Na mishná: "a palha que está sobre a cama" — por padrão destinada à queima, e é muktzê; e a pessoa vem deitar-se sobre ela e a move para que fique fofa e macia para deitar. "Não se move com a mão" — pois é muktzê. "Mas move-se com o corpo" — com os ombros, pois é um transporte indireto e não recebe o nome de transporte. "Ou se havia sobre ela travesseiro ou lençol" — pois isso revela que o dono a destinou para deitar-se, e desde então ela tem o estatuto de utensílio.

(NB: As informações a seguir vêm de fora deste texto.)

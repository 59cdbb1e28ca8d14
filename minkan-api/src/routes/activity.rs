/// Activity endpoints
///
/// Read-only views over the audit log.
///
/// # Endpoints
///
/// - `GET /v1/activity?limit=&offset=` - the organization's activity,
///   newest first
/// - `GET /v1/cards/:id/activity` - one card's history

use axum::{
    extract::{Path, Query, State},
    Extension, Json,
};
use minkan_shared::{
    auth::middleware::AuthContext,
    models::{audit_log::AuditLog, card::Card},
};
use serde::Deserialize;
use uuid::Uuid;

use crate::{
    app::AppState,
    error::{ApiError, ApiResult},
};

const DEFAULT_LIMIT: i64 = 50;
const MAX_LIMIT: i64 = 200;

/// Pagination query parameters
#[derive(Debug, Deserialize)]
pub struct ActivityQuery {
    pub limit: Option<i64>,
    pub offset: Option<i64>,
}

/// Lists the organization's audit entries, newest first
pub async fn org_activity(
    State(state): State<AppState>,
    Extension(auth): Extension<AuthContext>,
    Query(query): Query<ActivityQuery>,
) -> ApiResult<Json<Vec<AuditLog>>> {
    let limit = query.limit.unwrap_or(DEFAULT_LIMIT).clamp(1, MAX_LIMIT);
    let offset = query.offset.unwrap_or(0).max(0);

    let logs = AuditLog::list_by_org(&state.db, auth.org_id, limit, offset).await?;

    Ok(Json(logs))
}

/// Lists one card's audit entries, newest first
///
/// # Errors
///
/// - `404 Not Found`: the card does not exist in this organization
pub async fn card_activity(
    State(state): State<AppState>,
    Extension(auth): Extension<AuthContext>,
    Path(id): Path<Uuid>,
) -> ApiResult<Json<Vec<AuditLog>>> {
    let card = Card::find_by_id_and_org(&state.db, id, auth.org_id)
        .await?
        .ok_or_else(|| ApiError::NotFound("Card not found".to_string()))?;

    let logs = AuditLog::list_by_entity(&state.db, auth.org_id, card.id).await?;

    Ok(Json(logs))
}
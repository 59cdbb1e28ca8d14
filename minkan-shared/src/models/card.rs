/// Card model and database operations
///
/// A card is a unit of work within a list. A card belongs to exactly one
/// list at a time; moving it across lists is a single mutation of its
/// `list_id` plus renumbering of `"order"` in both the source and
/// destination lists (see `reorder` and [`Card::apply_order`]).
///
/// # Schema
///
/// ```sql
/// CREATE TABLE cards (
///     id UUID PRIMARY KEY DEFAULT gen_random_uuid(),
///     list_id UUID NOT NULL REFERENCES lists(id) ON DELETE CASCADE,
///     title VARCHAR(255) NOT NULL,
///     description TEXT,
///     "order" INTEGER NOT NULL,
///     created_at TIMESTAMPTZ NOT NULL DEFAULT NOW(),
///     updated_at TIMESTAMPTZ NOT NULL DEFAULT NOW()
/// );
/// ```

use chrono::{DateTime, Utc};
use serde::{Deserialize, Serialize};
use sqlx::{PgPool, Postgres, Transaction};
use uuid::Uuid;

use crate::reorder::CardPlacement;

/// Card record
#[derive(Debug, Clone, Serialize, Deserialize, sqlx::FromRow)]
pub struct Card {
    /// Unique card ID
    pub id: Uuid,

    /// List this card currently belongs to
    pub list_id: Uuid,

    /// Card title
    pub title: String,

    /// Optional long-form description
    pub description: Option<String>,

    /// Sort position within the list
    pub order: i32,

    /// When the card was created
    pub created_at: DateTime<Utc>,

    /// When the card was last updated
    pub updated_at: DateTime<Utc>,
}

/// Input for creating a new card
#[derive(Debug, Clone)]
pub struct CreateCard {
    /// Owning list
    pub list_id: Uuid,

    /// Card title
    pub title: String,

    /// Sort position (see `list::next_order`)
    pub order: i32,
}

/// Input for updating a card
#[derive(Debug, Clone, Default)]
pub struct UpdateCard {
    /// New title
    pub title: Option<String>,

    /// New description
    pub description: Option<String>,
}

impl Card {
    /// Creates a new card
    pub async fn create(pool: &PgPool, data: CreateCard) -> Result<Self, sqlx::Error> {
        let card = sqlx::query_as::<_, Card>(
            r#"
            INSERT INTO cards (list_id, title, "order")
            VALUES ($1, $2, $3)
            RETURNING id, list_id, title, description, "order", created_at, updated_at
            "#,
        )
        .bind(data.list_id)
        .bind(data.title)
        .bind(data.order)
        .fetch_one(pool)
        .await?;

        Ok(card)
    }

    /// Finds a card by ID with tenant isolation (via its list's board)
    pub async fn find_by_id_and_org(
        pool: &PgPool,
        id: Uuid,
        org_id: Uuid,
    ) -> Result<Option<Self>, sqlx::Error> {
        let card = sqlx::query_as::<_, Card>(
            r#"
            SELECT c.id, c.list_id, c.title, c.description, c."order", c.created_at, c.updated_at
            FROM cards c
            JOIN lists l ON l.id = c.list_id
            JOIN boards b ON b.id = l.board_id
            WHERE c.id = $1 AND b.org_id = $2
            "#,
        )
        .bind(id)
        .bind(org_id)
        .fetch_optional(pool)
        .await?;

        Ok(card)
    }

    /// Lists all cards on a board, grouped by list order then card order
    pub async fn list_by_board(pool: &PgPool, board_id: Uuid) -> Result<Vec<Self>, sqlx::Error> {
        let cards = sqlx::query_as::<_, Card>(
            r#"
            SELECT c.id, c.list_id, c.title, c.description, c."order", c.created_at, c.updated_at
            FROM cards c
            JOIN lists l ON l.id = c.list_id
            WHERE l.board_id = $1
            ORDER BY l."order" ASC, c."order" ASC
            "#,
        )
        .bind(board_id)
        .fetch_all(pool)
        .await?;

        Ok(cards)
    }

    /// Returns the current maximum order in a list, or `None` when empty
    pub async fn max_order(pool: &PgPool, list_id: Uuid) -> Result<Option<i32>, sqlx::Error> {
        let max: Option<i32> =
            sqlx::query_scalar(r#"SELECT MAX("order") FROM cards WHERE list_id = $1"#)
                .bind(list_id)
                .fetch_one(pool)
                .await?;

        Ok(max)
    }

    /// Updates a card's title and/or description, scoped by organization
    pub async fn update(
        pool: &PgPool,
        id: Uuid,
        org_id: Uuid,
        data: UpdateCard,
    ) -> Result<Option<Self>, sqlx::Error> {
        let card = sqlx::query_as::<_, Card>(
            r#"
            UPDATE cards c
            SET title = COALESCE($3, c.title),
                description = COALESCE($4, c.description),
                updated_at = NOW()
            FROM lists l
            JOIN boards b ON b.id = l.board_id
            WHERE c.id = $1 AND l.id = c.list_id AND b.org_id = $2
            RETURNING c.id, c.list_id, c.title, c.description, c."order", c.created_at, c.updated_at
            "#,
        )
        .bind(id)
        .bind(org_id)
        .bind(data.title)
        .bind(data.description)
        .fetch_optional(pool)
        .await?;

        Ok(card)
    }

    /// Deletes a card, scoped by organization
    pub async fn delete(pool: &PgPool, id: Uuid, org_id: Uuid) -> Result<bool, sqlx::Error> {
        let result = sqlx::query(
            r#"
            DELETE FROM cards c
            USING lists l, boards b
            WHERE c.id = $1 AND l.id = c.list_id AND b.id = l.board_id AND b.org_id = $2
            "#,
        )
        .bind(id)
        .bind(org_id)
        .execute(pool)
        .await?;

        Ok(result.rows_affected() > 0)
    }

    /// Applies a batch of card placements inside a transaction
    ///
    /// Each placement sets both the card's `"order"` and its `list_id`, so
    /// a cross-list move and its renumbering of source and destination
    /// lists commit atomically. Updates are scoped twice: the destination
    /// list must belong to the given board and organization, and the card
    /// itself must currently belong to that organization. Returns the
    /// number of rows actually updated.
    pub async fn apply_order(
        tx: &mut Transaction<'_, Postgres>,
        board_id: Uuid,
        org_id: Uuid,
        placements: &[CardPlacement],
    ) -> Result<u64, sqlx::Error> {
        let mut updated = 0u64;

        for placement in placements {
            let result = sqlx::query(
                r#"
                UPDATE cards
                SET "order" = $2, list_id = $3, updated_at = NOW()
                WHERE id = $1
                  AND EXISTS (
                      SELECT 1 FROM lists l
                      JOIN boards b ON b.id = l.board_id
                      WHERE l.id = $3 AND b.id = $4 AND b.org_id = $5
                  )
                  AND EXISTS (
                      SELECT 1 FROM lists l2
                      JOIN boards b2 ON b2.id = l2.board_id
                      WHERE l2.id = cards.list_id AND b2.org_id = $5
                  )
                "#,
            )
            .bind(placement.id)
            .bind(placement.order)
            .bind(placement.list_id)
            .bind(board_id)
            .bind(org_id)
            .execute(&mut **tx)
            .await?;

            updated += result.rows_affected();
        }

        Ok(updated)
    }
}
/// Drag-and-drop reorder engine
///
/// Pure, framework-independent state container for board reordering. The
/// UI (or an API client) holds a [`BoardSnapshot`] and feeds it one
/// [`DragEvent`] per completed drag gesture; [`BoardSnapshot::apply`] is
/// the single reducer-style update function. It mutates the snapshot
/// optimistically and returns the exact set of placements the server must
/// persist.
///
/// # Semantics
///
/// - Dropping an item back where it came from is a no-op: the snapshot is
///   untouched and nothing needs persisting.
/// - Moving a list splices it to the destination index and renumbers every
///   list's `order` to its new positional index (0-based). All lists are
///   submitted.
/// - Moving a card within one list splices and renumbers that list's cards
///   (0-based). That list's cards are submitted.
/// - Moving a card across lists removes it from the source, retargets its
///   `list_id`, inserts it at the destination index, and renumbers BOTH
///   lists (0-based). The union of both lists' cards is submitted, so the
///   source list's renumbering is persisted together with the
///   destination's rather than being left stale.
///
/// # Example
///
/// ```
/// use minkan_shared::reorder::{BoardSnapshot, CardSnapshot, DragEvent, ListSnapshot, ReorderOutcome};
/// use uuid::Uuid;
///
/// let (a, b) = (Uuid::new_v4(), Uuid::new_v4());
/// let card = Uuid::new_v4();
///
/// let mut board = BoardSnapshot {
///     lists: vec![
///         ListSnapshot { id: a, order: 0, cards: vec![CardSnapshot { id: card, list_id: a, order: 0 }] },
///         ListSnapshot { id: b, order: 1, cards: vec![] },
///     ],
/// };
///
/// let outcome = board
///     .apply(DragEvent::CardMoved { source_list: a, dest_list: b, from: 0, to: 0 })
///     .unwrap();
///
/// match outcome {
///     ReorderOutcome::CardsReordered(placements) => {
///         assert_eq!(placements.len(), 1);
///         assert_eq!(placements[0].list_id, b);
///     }
///     _ => unreachable!(),
/// }
/// ```

use serde::{Deserialize, Serialize};
use uuid::Uuid;

/// Card as seen by the reorder engine: identity, owning list, sort key
#[derive(Debug, Clone, PartialEq, Eq, Serialize, Deserialize)]
pub struct CardSnapshot {
    /// Card ID
    pub id: Uuid,

    /// List the card currently belongs to
    pub list_id: Uuid,

    /// Sort position within the list
    pub order: i32,
}

/// List as seen by the reorder engine, with its cards in display order
#[derive(Debug, Clone, PartialEq, Eq, Serialize, Deserialize)]
pub struct ListSnapshot {
    /// List ID
    pub id: Uuid,

    /// Sort position within the board
    pub order: i32,

    /// Cards in display order
    pub cards: Vec<CardSnapshot>,
}

/// In-memory view of a board's lists and cards in display order
#[derive(Debug, Clone, Default, PartialEq, Eq, Serialize, Deserialize)]
pub struct BoardSnapshot {
    /// Lists in display order
    pub lists: Vec<ListSnapshot>,
}

/// A list's new position, to be persisted
#[derive(Debug, Clone, PartialEq, Eq, Serialize, Deserialize)]
pub struct ListPlacement {
    pub id: Uuid,
    pub order: i32,
}

/// A card's new position (and possibly new list), to be persisted
#[derive(Debug, Clone, PartialEq, Eq, Serialize, Deserialize)]
pub struct CardPlacement {
    pub id: Uuid,
    pub list_id: Uuid,
    pub order: i32,
}

/// One completed drag gesture
#[derive(Debug, Clone, Copy, PartialEq, Eq)]
pub enum DragEvent {
    /// A list was dragged from one position to another within the board
    ListMoved { from: usize, to: usize },

    /// A card was dragged; source and destination list may be the same
    CardMoved {
        source_list: Uuid,
        dest_list: Uuid,
        from: usize,
        to: usize,
    },
}

/// What changed, and the subset that must be persisted
#[derive(Debug, Clone, PartialEq, Eq)]
pub enum ReorderOutcome {
    /// Source equals destination: nothing changed, nothing to persist
    Unchanged,

    /// All of the board's lists, with recomputed orders
    ListsReordered(Vec<ListPlacement>),

    /// The affected list's cards, or for a cross-list move the union of
    /// both lists' cards, with recomputed orders
    CardsReordered(Vec<CardPlacement>),
}

/// Error applying a drag event; the snapshot is left unchanged
#[derive(Debug, Clone, PartialEq, Eq, thiserror::Error)]
pub enum ReorderError {
    /// The event referenced a list that is not on this board
    #[error("unknown list: {0}")]
    UnknownList(Uuid),

    /// An index did not fit the container it refers to
    #[error("index {index} out of range for {len} items")]
    IndexOutOfRange { index: usize, len: usize },
}

impl BoardSnapshot {
    /// Applies one drag event, mutating the snapshot and returning the
    /// placements to persist
    ///
    /// On error the snapshot is guaranteed unchanged: all index and list
    /// lookups are validated before any mutation.
    pub fn apply(&mut self, event: DragEvent) -> Result<ReorderOutcome, ReorderError> {
        match event {
            DragEvent::ListMoved { from, to } => self.move_list(from, to),
            DragEvent::CardMoved {
                source_list,
                dest_list,
                from,
                to,
            } => {
                if source_list == dest_list {
                    self.move_card_within(source_list, from, to)
                } else {
                    self.move_card_across(source_list, dest_list, from, to)
                }
            }
        }
    }

    fn move_list(&mut self, from: usize, to: usize) -> Result<ReorderOutcome, ReorderError> {
        let len = self.lists.len();
        check_index(from, len)?;
        check_index(to, len)?;

        if from == to {
            return Ok(ReorderOutcome::Unchanged);
        }

        let moved = self.lists.remove(from);
        self.lists.insert(to, moved);
        renumber_lists(&mut self.lists);

        Ok(ReorderOutcome::ListsReordered(
            self.lists
                .iter()
                .map(|l| ListPlacement {
                    id: l.id,
                    order: l.order,
                })
                .collect(),
        ))
    }

    fn move_card_within(
        &mut self,
        list_id: Uuid,
        from: usize,
        to: usize,
    ) -> Result<ReorderOutcome, ReorderError> {
        let list = self
            .lists
            .iter_mut()
            .find(|l| l.id == list_id)
            .ok_or(ReorderError::UnknownList(list_id))?;

        let len = list.cards.len();
        check_index(from, len)?;
        check_index(to, len)?;

        if from == to {
            return Ok(ReorderOutcome::Unchanged);
        }

        let moved = list.cards.remove(from);
        list.cards.insert(to, moved);
        renumber_cards(&mut list.cards);

        Ok(ReorderOutcome::CardsReordered(placements(&list.cards)))
    }

    fn move_card_across(
        &mut self,
        source_list: Uuid,
        dest_list: Uuid,
        from: usize,
        to: usize,
    ) -> Result<ReorderOutcome, ReorderError> {
        let source_idx = self.index_of(source_list)?;
        let dest_idx = self.index_of(dest_list)?;

        check_index(from, self.lists[source_idx].cards.len())?;
        // Insertion into the destination may append at the end.
        let dest_len = self.lists[dest_idx].cards.len();
        if to > dest_len {
            return Err(ReorderError::IndexOutOfRange {
                index: to,
                len: dest_len,
            });
        }

        let mut moved = self.lists[source_idx].cards.remove(from);
        moved.list_id = dest_list;
        self.lists[dest_idx].cards.insert(to, moved);

        renumber_cards(&mut self.lists[source_idx].cards);
        renumber_cards(&mut self.lists[dest_idx].cards);

        // Both sides go to the server so the source list's renumbering is
        // persisted atomically with the destination's.
        let mut all = placements(&self.lists[source_idx].cards);
        all.extend(placements(&self.lists[dest_idx].cards));

        Ok(ReorderOutcome::CardsReordered(all))
    }

    fn index_of(&self, list_id: Uuid) -> Result<usize, ReorderError> {
        self.lists
            .iter()
            .position(|l| l.id == list_id)
            .ok_or(ReorderError::UnknownList(list_id))
    }
}
/// API route handlers
///
/// Route handlers organized by resource:
///
/// - `health`: health check endpoint
/// - `auth`: register, login, refresh
/// - `organizations`: list, create, switch
/// - `boards`: board CRUD and the cached full view
/// - `lists`: list create/rename/delete/copy and reorder
/// - `cards`: card CRUD and reorder
/// - `notes`: note CRUD
/// - `activity`: audit log queries
/// - `billing`: subscription status and provider redirects
///
/// Every mutating handler follows the same shape: validate the request,
/// resolve the target under the caller's organization (404 if it is not
/// there), persist, write the audit record, and invalidate the affected
/// cache routes before responding.

use minkan_shared::models::user::User;
use uuid::Uuid;

use crate::error::{ApiError, ApiResult};

pub mod activity;
pub mod auth;
pub mod billing;
pub mod boards;
pub mod cards;
pub mod health;
pub mod lists;
pub mod notes;
pub mod organizations;

/// Resolves the acting user for audit records
///
/// A valid token for a since-deleted user is treated as unauthorized.
pub(crate) async fn audit_actor(db: &sqlx::PgPool, user_id: Uuid) -> ApiResult<User> {
    User::find_by_id(db, user_id)
        .await?
        .ok_or_else(|| ApiError::Unauthorized("User no longer exists".to_string()))
}
/// Configuration management for the API server
///
/// Loads configuration from environment variables into a type-safe
/// struct.
///
/// # Environment Variables
///
/// - `DATABASE_URL`: PostgreSQL connection string (required)
/// - `API_HOST`: host to bind to (default: 0.0.0.0)
/// - `API_PORT`: port to bind to (default: 8080)
/// - `CORS_ORIGINS`: comma-separated allowed origins (default: `*`)
/// - `JWT_SECRET`: secret key for JWT signing, at least 32 chars (required)
/// - `APP_URL`: public URL of the web app, used for billing redirects
///   (default: http://localhost:3000)
/// - `STRIPE_SECRET_KEY`: payment provider API key (required)
/// - `STRIPE_PRICE_ID`: price checkout sessions subscribe to (required)
/// - `BOARD_CACHE_TTL_SECONDS`: route cache TTL (default: 60)

use serde::{Deserialize, Serialize};
use std::env;

/// Complete application configuration
#[derive(Debug, Clone, Serialize, Deserialize)]
pub struct Config {
    /// API server configuration
    pub api: ApiConfig,

    /// Database configuration
    pub database: DatabaseConfig,

    /// JWT configuration
    pub jwt: JwtConfig,

    /// Payment provider configuration
    pub stripe: StripeConfig,
}

/// API server configuration
#[derive(Debug, Clone, Serialize, Deserialize)]
pub struct ApiConfig {
    /// Host to bind to
    pub host: String,

    /// Port to bind to
    pub port: u16,

    /// Allowed CORS origins; `*` means permissive (development)
    pub cors_origins: Vec<String>,

    /// Public URL of the web app, used as billing return/redirect target
    pub app_url: String,

    /// Route cache TTL in seconds
    pub cache_ttl_seconds: u64,
}

/// Database configuration
#[derive(Debug, Clone, Serialize, Deserialize)]
pub struct DatabaseConfig {
    /// PostgreSQL connection URL
    pub url: String,

    /// Maximum number of connections in pool
    pub max_connections: u32,
}

/// JWT configuration
#[derive(Debug, Clone, Serialize, Deserialize)]
pub struct JwtConfig {
    /// Secret key for JWT signing
    ///
    /// Must be at least 32 bytes. Generate with: `openssl rand -hex 32`
    pub secret: String,
}

/// Payment provider configuration
#[derive(Debug, Clone, Serialize, Deserialize)]
pub struct StripeConfig {
    /// API secret key
    pub secret_key: String,

    /// Price the subscription checkout uses
    pub price_id: String,
}

impl Config {
    /// Loads configuration from environment variables
    ///
    /// Reads a `.env` file first when present, for development.
    pub fn from_env() -> anyhow::Result<Self> {
        dotenvy::dotenv().ok();

        let api_host = env::var("API_HOST").unwrap_or_else(|_| "0.0.0.0".to_string());
        let api_port = env::var("API_PORT")
            .unwrap_or_else(|_| "8080".to_string())
            .parse::<u16>()?;

        let cors_origins = env::var("CORS_ORIGINS")
            .unwrap_or_else(|_| "*".to_string())
            .split(',')
            .map(|s| s.trim().to_string())
            .filter(|s| !s.is_empty())
            .collect();

        let app_url =
            env::var("APP_URL").unwrap_or_else(|_| "http://localhost:3000".to_string());

        let cache_ttl_seconds = env::var("BOARD_CACHE_TTL_SECONDS")
            .unwrap_or_else(|_| "60".to_string())
            .parse::<u64>()?;

        let database_url = env::var("DATABASE_URL")
            .map_err(|_| anyhow::anyhow!("DATABASE_URL environment variable is required"))?;

        let max_connections = env::var("DATABASE_MAX_CONNECTIONS")
            .unwrap_or_else(|_| "10".to_string())
            .parse::<u32>()?;

        let jwt_secret = env::var("JWT_SECRET")
            .map_err(|_| anyhow::anyhow!("JWT_SECRET environment variable is required"))?;

        if jwt_secret.len() < 32 {
            anyhow::bail!("JWT_SECRET must be at least 32 characters long");
        }

        let stripe_secret_key = env::var("STRIPE_SECRET_KEY")
            .map_err(|_| anyhow::anyhow!("STRIPE_SECRET_KEY environment variable is required"))?;

        let stripe_price_id = env::var("STRIPE_PRICE_ID")
            .map_err(|_| anyhow::anyhow!("STRIPE_PRICE_ID environment variable is required"))?;

        Ok(Self {
            api: ApiConfig {
                host: api_host,
                port: api_port,
                cors_origins,
                app_url,
                cache_ttl_seconds,
            },
            database: DatabaseConfig {
                url: database_url,
                max_connections,
            },
            jwt: JwtConfig { secret: jwt_secret },
            stripe: StripeConfig {
                secret_key: stripe_secret_key,
                price_id: stripe_price_id,
            },
        })
    }

    /// Returns the server bind address
    pub fn bind_address(&self) -> String {
        format!("{}:{}", self.api.host, self.api.port)
    }
}

#[cfg(test)]
mod tests {
    use super::*;

    pub(crate) fn test_config() -> Config {
        Config {
            api: ApiConfig {
                host: "127.0.0.1".to_string(),
                port: 8080,
                cors_origins: vec!["*".to_string()],
                app_url: "http://localhost:3000".to_string(),
                cache_ttl_seconds: 60,
            },
            database: DatabaseConfig {
                url: "postgresql://localhost/test".to_string(),
                max_connections: 10,
            },
            jwt: JwtConfig {
                secret: "test-secret-key-at-least-32-bytes-long".to_string(),
            },
            stripe: StripeConfig {
                secret_key: "sk_test_123".to_string(),
                price_id: "price_123".to_string(),
            },
        }
    }

    #[test]
    fn test_bind_address() {
        let config = test_config();
        assert_eq!(config.bind_address(), "127.0.0.1:8080");
    }
}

"Prensa" — presa, duas tábuas longas e pesadas; arrumam-se as roupas sobre a de baixo e desce-se a de cima sobre elas, apertando-as por meio de cavilhas presas a colunas fixas perfuradas nos quatro cantos da tábua inferior; a de cima é perfurada em seus quatro ângulos e sobe e desce pelas colunas, e conforme se deseja apertar, desce-se ela e enfia-se uma cavilha no furo da coluna, e ela não pode subir.
"Solta-se" — a prensa, retirando a cavilha, e ela se solta; e isso é necessidade de Shabat, pois se retiram as roupas. "Mas não se prensa" — pois isso é necessidade de dia comum. "E a do lavandeiro não se toca nela" — pois é feita para consertar as roupas, e se enfia com força e se aperta bem, e soltá-la se assemelha a desmanchar.
O encerramento do Perek Kaf. Com esta mishná se conclui o Perek Kaf, dedicado a coar, filtrar e separar alimentos, temperos e forragens sem violar as melachot de borer, zoreh e boneh: a coadeira de vinho pendurada em Yom Tov e em Shabat, segundo a disputa de Rabi Eliezer e os Sábios (mishná 1); a clarificação de líquidos já potáveis com panos, cesta egípcia e ovo, e as medidas graduadas do anumlin conforme Rabi Yehudá e Rabi Tzadok (mishná 2); a proibição de embeber a hiltit por parecer remédio, e a separação incidental de joio dos vetches e da palha (mishná 3); a disputa entre Rabi Dosa e os Sábios sobre varrer o cocho do boi de engorda, por temor de nivelar covas (mishná 4); e, por fim, a palha muktzê da cama e a assimetria entre a prensa do leigo e a do lavandeiro profissional (mishná 5). O Perek Kaf-Alef, a seguir, tratará de mover objetos com uma parte do corpo diferente das mãos, e com utensílios diversos, aprofundando ainda mais as sutilezas do transporte permitido em Shabat.